## WHAT TO PRODUCE
Look through the material below for "LendingReserve". Copy every line that contains it.

### EXERCISE INPUT ###

use crate::enums::{AccountKind, OptionKind, Protocol};
use crate::error::CoreError;
use crate::layout::{self, RawMarket, RawOptionsGroup, RawReserve, RawVault};
use solana_sdk::pubkey::Pubkey;

/// A lending-market reserve the vault supplies liquidity to.
#[derive(Debug, Clone, PartialEq, Eq)]
pub struct LendingReserve {
    pub address: Pubkey,
    pub lending_market: Pubkey,
    pub liquidity_mint: Pubkey,
    pub liquidity_supply: Pubkey,
    pub liquidity_oracle: Pubkey,
    pub collateral_mint: Pubkey,
    pub collateral_supply: Pubkey,
    pub available_liquidity: u64,
    pub collateral_mint_supply: u64,
    pub liquidity_decimals: u8,
}

impl LendingReserve {
    pub fn decode(address: Pubkey, data: &[u8]) -> Result<Self, CoreError> {
        let raw = layout::load::<RawReserve>(data)?;
        Ok(Self {
            address,
            lending_market: Pubkey::new_from_array(raw.lending_market),
            liquidity_mint: Pubkey::new_from_array(raw.liquidity_mint),
            liquidity_supply: Pubkey::new_from_array(raw.liquidity_supply),
            liquidity_oracle: Pubkey::new_from_array(raw.liquidity_oracle),
            collateral_mint: Pubkey::new_from_array(raw.collateral_mint),
            collateral_supply: Pubkey::new_from_array(raw.collateral_supply),
            available_liquidity: raw.available_liquidity,
            collateral_mint_supply: raw.collateral_mint_supply,
            liquidity_decimals: raw.liquidity_decimals,
        })
    }
}

/// A strike slot. `is_set` is false until the venue has assigned a strike.
#[derive(Debug, Clone, Copy, PartialEq, Eq)]
pub struct Strike {
    pub is_set: bool,
    pub value: u64,
}

/// One tradable product of an options group, backed by an order-book market.
#[derive(Debug, Clone, PartialEq, Eq)]
pub struct Product {
    pub market: Pubkey,
    pub strike: Strike,
    pub kind: OptionKind,
    pub dirty: bool,
}

/// The options venue's per-underlying group: oracle, margin vaults and products.
#[derive(Debug, Clone, PartialEq, Eq)]
pub struct OptionsGroup {
    pub address: Pubkey,
    pub underlying_mint: Pubkey,
    /// Mint of the margin collateral (USDC).
    pub quote_mint: Pubkey,
    pub oracle: Pubkey,
    pub vault: Pubkey,
    pub insurance_vault: Pubkey,
    pub products: Vec<Product>,
}

impl OptionsGroup {
    pub fn decode(address: Pubkey, data: &[u8]) -> Result<Self, CoreError> {
        let raw = layout::load::<RawOptionsGroup>(data)?;
        let products = raw
            .products
            .iter()
            .map(|p| {
                Ok(Product {
                    market: Pubkey::new_from_array(p.market),
                    strike: Strike {
                        is_set: p.strike_is_set != 0,
                        value: p.strike_value,
                    },
                    kind: OptionKind::try_from(p.kind)?,
                    dirty: p.dirty != 0,
                })
            })
            .collect::<Result<Vec<Product>, CoreError>>()?;

        Ok(Self {
            address,
            underlying_mint: Pubkey::new_from_array(raw.underlying_mint),
            quote_mint: Pubkey::new_from_array(raw.quote_mint),
            oracle: Pubkey::new_from_array(raw.oracle),
            vault: Pubkey::new_from_array(raw.vault),
            insurance_vault: Pubkey::new_from_array(raw.insurance_vault),
            products,
        })
    }
}

/// An order-book market and the queues/vaults an order touches.
#[derive(Debug, Clone, PartialEq, Eq)]
pub struct OrderbookMarket {
    pub address: Pubkey,
    pub base_mint: Pubkey,
    pub quote_mint: Pubkey,
    pub base_vault: Pubkey,
    pub quote_vault: Pubkey,
    pub request_queue: Pubkey,
    pub event_queue: Pubkey,
    pub bids: Pubkey,
    pub asks: Pubkey,
    pub vault_signer_nonce: u64,
    pub base_lot_size: u64,
    pub quote_lot_size: u64,
}

impl OrderbookMarket {
    pub fn decode(address: Pubkey, data: &[u8]) -> Result<Self, CoreError> {
        let raw = layout::load::<RawMarket>(data)?;
        Ok(Self {
            address,
            base_mint: Pubkey::new_from_array(raw.base_mint),
            quote_mint: Pubkey::new_from_array(raw.quote_mint),
            base_vault: Pubkey::new_from_array(raw.base_vault),
            quote_vault: Pubkey::new_from_array(raw.quote_vault),
            request_queue: Pubkey::new_from_array(raw.request_queue),
            event_queue: Pubkey::new_from_array(raw.event_queue),
            bids: Pubkey::new_from_array(raw.bids),
            asks: Pubkey::new_from_array(raw.asks),
            vault_signer_nonce: raw.vault_signer_nonce,
            base_lot_size: raw.base_lot_size,
            quote_lot_size: raw.quote_lot_size,
        })
    }
}

/// Any metadata account one of the protocol loaders knows how to decode.
#[derive(Debug, Clone, PartialEq, Eq)]
pub enum DecodedAccount {
    LendingReserve(LendingReserve),
    OptionsGroup(OptionsGroup),
    OrderbookMarket(OrderbookMarket),
}

impl DecodedAccount {
    /// Decodes an account published by `protocol`.
    ///
    /// Returns `Ok(None)` when the discriminator belongs to none of the layouts the
    /// protocol publishes (user accounts, queues, and so on), so a program scan can
    /// skip them.
    pub fn decode(
        protocol: Protocol,
        address: Pubkey,
        data: &[u8],
    ) -> Result<Option<Self>, CoreError> {
        let decoded = match protocol {
            Protocol::Lending if layout::matches::<RawReserve>(data) => {
                DecodedAccount::LendingReserve(LendingReserve::decode(address, data)?)
            }
            Protocol::Options if layout::matches::<RawOptionsGroup>(data) => {
                DecodedAccount::OptionsGroup(OptionsGroup::decode(address, data)?)
            }
            Protocol::Orderbook if layout::matches::<RawMarket>(data) => {
                DecodedAccount::OrderbookMarket(OrderbookMarket::decode(address, data)?)
            }
            _ => return Ok(None),
        };
        Ok(Some(decoded))
    }

    pub fn kind(&self) -> AccountKind {
        match self {
            DecodedAccount::LendingReserve(_) => AccountKind::LendingReserve,
            DecodedAccount::OptionsGroup(_) => AccountKind::OptionsGroup,
            DecodedAccount::OrderbookMarket(_) => AccountKind::OrderbookMarket,
        }
    }

    pub fn address(&self) -> &Pubkey {
        match self {
            DecodedAccount::LendingReserve(r) => &r.address,
            DecodedAccount::OptionsGroup(g) => &g.address,
            DecodedAccount::OrderbookMarket(m) => &m.address,
        }
    }
}

/// Live state of one vault, read fresh from the ledger before every composition.
#[derive(Debug, Clone, PartialEq, Eq)]
pub struct VaultState {
    pub address: Pubkey,
    pub authority: Pubkey,
    pub reserve: Pubkey,
    pub options_group: Pubkey,
    pub shares_mint: Pubkey,
    pub collateral_vault: Pubkey,
    pub underlying_vault: Pubkey,
    pub usdc_vault: Pubkey,
    pub margin_account: Pubkey,
    pub deposit_limit: u64,
    pub total_deposit: u64,
    pub fee_bps: u16,
    pub bump: u8,
    pub executor_bump: u8,
    pub mint_bump: u8,
}

impl VaultState {
    pub fn decode(address: Pubkey, data: &[u8]) -> Result<Self, CoreError> {
        let raw = layout::load::<RawVault>(data)?;
        let state = Self {
            address,
            authority: Pubkey::new_from_array(raw.authority),
            reserve: Pubkey::new_from_array(raw.reserve),
            options_group: Pubkey::new_from_array(raw.options_group),
            shares_mint: Pubkey::new_from_array(raw.shares_mint),
            collateral_vault: Pubkey::new_from_array(raw.collateral_vault),
            underlying_vault: Pubkey::new_from_array(raw.underlying_vault),
            usdc_vault: Pubkey::new_from_array(raw.usdc_vault),
            margin_account: Pubkey::new_from_array(raw.margin_account),
            deposit_limit: raw.deposit_limit,
            total_deposit: raw.total_deposit,
            fee_bps: raw.fee_bps,
            bump: raw.bump,
            executor_bump: raw.executor_bump,
            mint_bump: raw.mint_bump,
        };

        // A vault that points at the default address has not been initialized.
        if state.reserve == Pubkey::default() || state.options_group == Pubkey::default() {
            return Err(CoreError::InvalidInput(
                "vault".to_string(),
                format!("{address} has no reserve or options group assigned"),
            ));
        }
        Ok(state)
    }
}

#[cfg(test)]
mod tests {
    use super::*;
    use crate::layout::{encode, RawProduct};
    use bytemuck::Zeroable;

    #[test]
    fn options_group_decodes_products_in_slot_order() {
        let mut raw = RawOptionsGroup::zeroed();
        raw.products[0] = RawProduct {
            market: [1u8; 32],
            strike_value: 100,
            strike_is_set: 1,
            kind: OptionKind::Put.to_u8(),
            dirty: 0,
            _padding: [0; 5],
        };
        raw.products[1] = RawProduct {
            market: [2u8; 32],
            strike_value: 150,
            strike_is_set: 1,
            kind: OptionKind::Call.to_u8(),
            dirty: 1,
            _padding: [0; 5],
        };
        let address = Pubkey::new_unique();
        let group = OptionsGroup::decode(address, &encode(&raw)).unwrap();

        assert_eq!(group.products.len(), layout::MAX_PRODUCTS);
        assert_eq!(group.products[0].kind, OptionKind::Put);
        assert_eq!(group.products[1].strike, Strike { is_set: true, value: 150 });
        assert!(group.products[1].dirty);
        assert_eq!(group.products[2].kind, OptionKind::Uninitialized);
    }

    #[test]
    fn options_group_rejects_unknown_kind() {
        let mut raw = RawOptionsGroup::zeroed();
        raw.products[3].kind = 9;
        let err = OptionsGroup::decode(Pubkey::new_unique(), &encode(&raw)).unwrap_err();
        assert_eq!(err, CoreError::InvalidOptionKind(9));
    }

    #[test]
    fn decode_skips_layouts_foreign_to_the_protocol() {
        let data = encode(&RawMarket::zeroed());
        let skipped =
            DecodedAccount::decode(Protocol::Lending, Pubkey::new_unique(), &data).unwrap();
        assert!(skipped.is_none());

        let decoded = DecodedAccount::decode(Protocol::Orderbook, Pubkey::new_unique(), &data)
            .unwrap()
            .unwrap();
        assert_eq!(decoded.kind(), AccountKind::OrderbookMarket);
    }

    #[test]
    fn uninitialized_vault_is_rejected() {
        let data = encode(&RawVault::zeroed());
        let err = VaultState::decode(Pubkey::new_unique(), &data).unwrap_err();
        assert!(matches!(err, CoreError::InvalidInput(..)));
    }
}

###

## SOLUTION FOR THIS EXERCISE
pub struct LendingReserve {
impl LendingReserve {
    LendingReserve(LendingReserve),
                DecodedAccount::LendingReserve(LendingReserve::decode(address, data)?)
            DecodedAccount::LendingReserve(_) => AccountKind::LendingReserve,
            DecodedAccount::LendingReserve(r) => &r.address,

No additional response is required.